(Records from a data collection)
---+---

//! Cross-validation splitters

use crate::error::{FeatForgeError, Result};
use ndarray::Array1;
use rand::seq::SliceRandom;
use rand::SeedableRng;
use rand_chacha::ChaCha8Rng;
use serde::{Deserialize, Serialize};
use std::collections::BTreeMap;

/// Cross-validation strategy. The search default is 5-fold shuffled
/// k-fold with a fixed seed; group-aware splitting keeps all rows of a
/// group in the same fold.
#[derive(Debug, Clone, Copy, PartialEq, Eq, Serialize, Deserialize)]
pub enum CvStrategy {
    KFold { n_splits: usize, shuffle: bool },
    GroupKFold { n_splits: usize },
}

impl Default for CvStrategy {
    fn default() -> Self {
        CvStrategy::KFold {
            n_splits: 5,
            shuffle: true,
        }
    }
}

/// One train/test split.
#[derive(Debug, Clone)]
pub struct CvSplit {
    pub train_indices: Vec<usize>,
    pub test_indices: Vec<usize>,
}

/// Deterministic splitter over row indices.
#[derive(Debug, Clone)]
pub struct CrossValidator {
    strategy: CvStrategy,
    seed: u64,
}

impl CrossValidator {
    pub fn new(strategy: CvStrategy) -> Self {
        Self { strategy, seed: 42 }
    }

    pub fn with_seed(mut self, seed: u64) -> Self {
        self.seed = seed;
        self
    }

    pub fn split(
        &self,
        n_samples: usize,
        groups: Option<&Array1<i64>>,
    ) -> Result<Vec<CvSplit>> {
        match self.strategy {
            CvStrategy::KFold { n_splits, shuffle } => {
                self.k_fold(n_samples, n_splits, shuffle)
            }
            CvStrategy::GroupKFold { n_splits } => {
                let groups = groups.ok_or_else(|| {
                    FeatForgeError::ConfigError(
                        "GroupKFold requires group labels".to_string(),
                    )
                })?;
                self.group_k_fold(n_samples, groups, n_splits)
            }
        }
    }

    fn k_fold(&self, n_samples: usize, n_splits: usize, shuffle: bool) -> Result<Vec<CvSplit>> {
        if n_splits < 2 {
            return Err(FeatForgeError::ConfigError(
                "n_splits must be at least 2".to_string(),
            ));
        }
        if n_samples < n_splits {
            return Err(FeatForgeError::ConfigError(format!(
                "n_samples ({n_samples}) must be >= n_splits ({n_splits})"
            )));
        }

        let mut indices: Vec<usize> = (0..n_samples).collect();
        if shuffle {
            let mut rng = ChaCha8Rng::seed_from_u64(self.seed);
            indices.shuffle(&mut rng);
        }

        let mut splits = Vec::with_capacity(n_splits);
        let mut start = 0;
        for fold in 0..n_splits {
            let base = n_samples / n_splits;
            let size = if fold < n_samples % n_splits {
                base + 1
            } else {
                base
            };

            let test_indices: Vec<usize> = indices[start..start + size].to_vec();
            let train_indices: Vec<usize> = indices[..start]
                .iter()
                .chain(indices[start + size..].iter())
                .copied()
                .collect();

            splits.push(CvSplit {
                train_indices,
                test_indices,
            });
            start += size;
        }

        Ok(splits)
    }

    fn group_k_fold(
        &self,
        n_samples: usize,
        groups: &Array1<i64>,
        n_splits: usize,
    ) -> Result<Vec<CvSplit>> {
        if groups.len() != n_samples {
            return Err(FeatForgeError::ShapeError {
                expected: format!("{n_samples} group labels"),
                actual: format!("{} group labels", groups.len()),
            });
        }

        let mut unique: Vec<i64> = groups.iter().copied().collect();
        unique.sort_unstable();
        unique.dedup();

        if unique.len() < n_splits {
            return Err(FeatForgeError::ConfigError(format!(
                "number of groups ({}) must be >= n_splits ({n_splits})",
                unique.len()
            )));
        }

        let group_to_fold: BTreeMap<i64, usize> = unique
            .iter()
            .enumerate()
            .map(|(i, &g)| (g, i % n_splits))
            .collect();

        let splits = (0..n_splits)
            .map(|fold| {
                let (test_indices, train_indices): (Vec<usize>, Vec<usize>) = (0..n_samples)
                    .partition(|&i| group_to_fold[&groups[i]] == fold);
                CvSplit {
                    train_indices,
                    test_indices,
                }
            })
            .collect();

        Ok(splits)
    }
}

---+---

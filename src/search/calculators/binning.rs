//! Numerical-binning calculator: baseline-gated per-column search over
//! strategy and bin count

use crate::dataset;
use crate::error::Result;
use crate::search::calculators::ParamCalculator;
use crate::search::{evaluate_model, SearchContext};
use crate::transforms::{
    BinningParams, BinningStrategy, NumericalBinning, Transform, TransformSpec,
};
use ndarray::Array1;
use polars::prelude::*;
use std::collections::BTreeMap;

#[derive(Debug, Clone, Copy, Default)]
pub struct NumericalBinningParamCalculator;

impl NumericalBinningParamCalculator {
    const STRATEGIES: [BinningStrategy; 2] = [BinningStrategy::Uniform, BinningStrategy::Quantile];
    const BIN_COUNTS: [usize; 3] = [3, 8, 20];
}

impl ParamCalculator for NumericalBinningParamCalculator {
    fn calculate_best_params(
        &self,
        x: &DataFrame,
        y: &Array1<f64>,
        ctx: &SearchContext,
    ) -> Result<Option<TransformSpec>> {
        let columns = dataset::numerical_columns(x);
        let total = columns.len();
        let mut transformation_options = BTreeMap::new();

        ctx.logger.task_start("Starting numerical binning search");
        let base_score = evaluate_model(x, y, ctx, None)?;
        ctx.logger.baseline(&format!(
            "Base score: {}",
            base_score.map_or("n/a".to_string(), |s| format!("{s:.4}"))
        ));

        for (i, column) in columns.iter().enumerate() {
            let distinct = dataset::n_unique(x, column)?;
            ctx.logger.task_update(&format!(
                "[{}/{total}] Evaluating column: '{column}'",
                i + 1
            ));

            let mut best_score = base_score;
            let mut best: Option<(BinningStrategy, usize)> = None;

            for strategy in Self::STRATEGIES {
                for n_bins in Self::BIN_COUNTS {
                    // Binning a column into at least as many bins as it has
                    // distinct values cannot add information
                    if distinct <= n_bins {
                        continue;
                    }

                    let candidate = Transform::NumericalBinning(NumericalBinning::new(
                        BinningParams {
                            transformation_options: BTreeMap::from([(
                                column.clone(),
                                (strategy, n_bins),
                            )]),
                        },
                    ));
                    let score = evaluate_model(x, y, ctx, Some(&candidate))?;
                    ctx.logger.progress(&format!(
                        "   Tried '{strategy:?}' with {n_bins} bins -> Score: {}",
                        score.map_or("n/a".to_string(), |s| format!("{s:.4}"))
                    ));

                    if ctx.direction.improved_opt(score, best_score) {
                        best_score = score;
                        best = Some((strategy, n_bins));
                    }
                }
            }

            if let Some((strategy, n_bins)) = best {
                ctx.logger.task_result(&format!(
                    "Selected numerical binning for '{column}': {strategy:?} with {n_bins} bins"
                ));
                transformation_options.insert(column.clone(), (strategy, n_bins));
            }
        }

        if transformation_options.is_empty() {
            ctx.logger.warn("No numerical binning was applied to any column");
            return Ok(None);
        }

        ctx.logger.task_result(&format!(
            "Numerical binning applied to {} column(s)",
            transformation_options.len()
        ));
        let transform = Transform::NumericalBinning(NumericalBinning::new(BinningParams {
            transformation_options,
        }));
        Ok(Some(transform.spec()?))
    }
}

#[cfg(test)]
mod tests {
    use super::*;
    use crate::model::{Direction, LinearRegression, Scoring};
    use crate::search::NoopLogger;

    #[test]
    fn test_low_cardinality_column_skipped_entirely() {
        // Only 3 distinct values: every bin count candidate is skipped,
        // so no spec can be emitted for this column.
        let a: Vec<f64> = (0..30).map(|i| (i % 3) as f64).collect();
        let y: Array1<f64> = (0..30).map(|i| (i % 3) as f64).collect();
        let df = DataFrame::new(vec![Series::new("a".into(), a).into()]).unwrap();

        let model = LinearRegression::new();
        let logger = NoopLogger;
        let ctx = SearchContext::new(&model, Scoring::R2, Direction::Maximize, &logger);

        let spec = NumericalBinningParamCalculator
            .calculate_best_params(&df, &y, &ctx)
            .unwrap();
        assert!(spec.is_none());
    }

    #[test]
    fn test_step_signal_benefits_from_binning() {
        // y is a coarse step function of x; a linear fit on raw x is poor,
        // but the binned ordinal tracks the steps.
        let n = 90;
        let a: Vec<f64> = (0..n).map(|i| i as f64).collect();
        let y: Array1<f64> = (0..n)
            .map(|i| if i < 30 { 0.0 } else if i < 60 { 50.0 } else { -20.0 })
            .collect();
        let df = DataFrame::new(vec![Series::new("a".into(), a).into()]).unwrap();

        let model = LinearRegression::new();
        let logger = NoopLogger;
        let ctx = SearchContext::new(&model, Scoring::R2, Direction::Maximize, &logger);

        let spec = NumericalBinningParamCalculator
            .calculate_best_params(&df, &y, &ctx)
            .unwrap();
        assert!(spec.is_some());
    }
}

---+---

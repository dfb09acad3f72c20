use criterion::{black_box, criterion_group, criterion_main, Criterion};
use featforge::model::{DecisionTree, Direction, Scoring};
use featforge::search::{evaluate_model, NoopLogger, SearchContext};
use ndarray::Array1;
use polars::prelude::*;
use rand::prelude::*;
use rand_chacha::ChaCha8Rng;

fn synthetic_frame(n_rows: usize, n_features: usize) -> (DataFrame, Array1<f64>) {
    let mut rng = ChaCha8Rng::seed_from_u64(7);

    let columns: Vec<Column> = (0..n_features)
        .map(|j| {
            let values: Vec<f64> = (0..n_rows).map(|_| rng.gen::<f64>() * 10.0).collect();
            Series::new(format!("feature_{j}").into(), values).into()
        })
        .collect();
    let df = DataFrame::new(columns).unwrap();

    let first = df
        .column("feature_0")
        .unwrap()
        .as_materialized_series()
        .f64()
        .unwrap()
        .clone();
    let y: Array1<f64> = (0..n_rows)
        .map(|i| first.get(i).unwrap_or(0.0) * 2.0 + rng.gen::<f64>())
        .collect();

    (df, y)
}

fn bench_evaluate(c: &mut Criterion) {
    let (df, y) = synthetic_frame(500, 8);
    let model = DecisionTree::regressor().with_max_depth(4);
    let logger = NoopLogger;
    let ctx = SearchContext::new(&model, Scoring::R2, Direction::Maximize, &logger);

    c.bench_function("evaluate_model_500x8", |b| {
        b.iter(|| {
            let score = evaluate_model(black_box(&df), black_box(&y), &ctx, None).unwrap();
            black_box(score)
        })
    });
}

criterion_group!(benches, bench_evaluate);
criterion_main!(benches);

---+---

In the entries above, find each line with the word "CvSplit" and return it.

> _Answer to the exercise_
pub struct CvSplit {
    ) -> Result<Vec<CvSplit>> {
    fn k_fold(&self, n_samples: usize, n_splits: usize, shuffle: bool) -> Result<Vec<CvSplit>> {
            splits.push(CvSplit {
    ) -> Result<Vec<CvSplit>> {
                CvSplit {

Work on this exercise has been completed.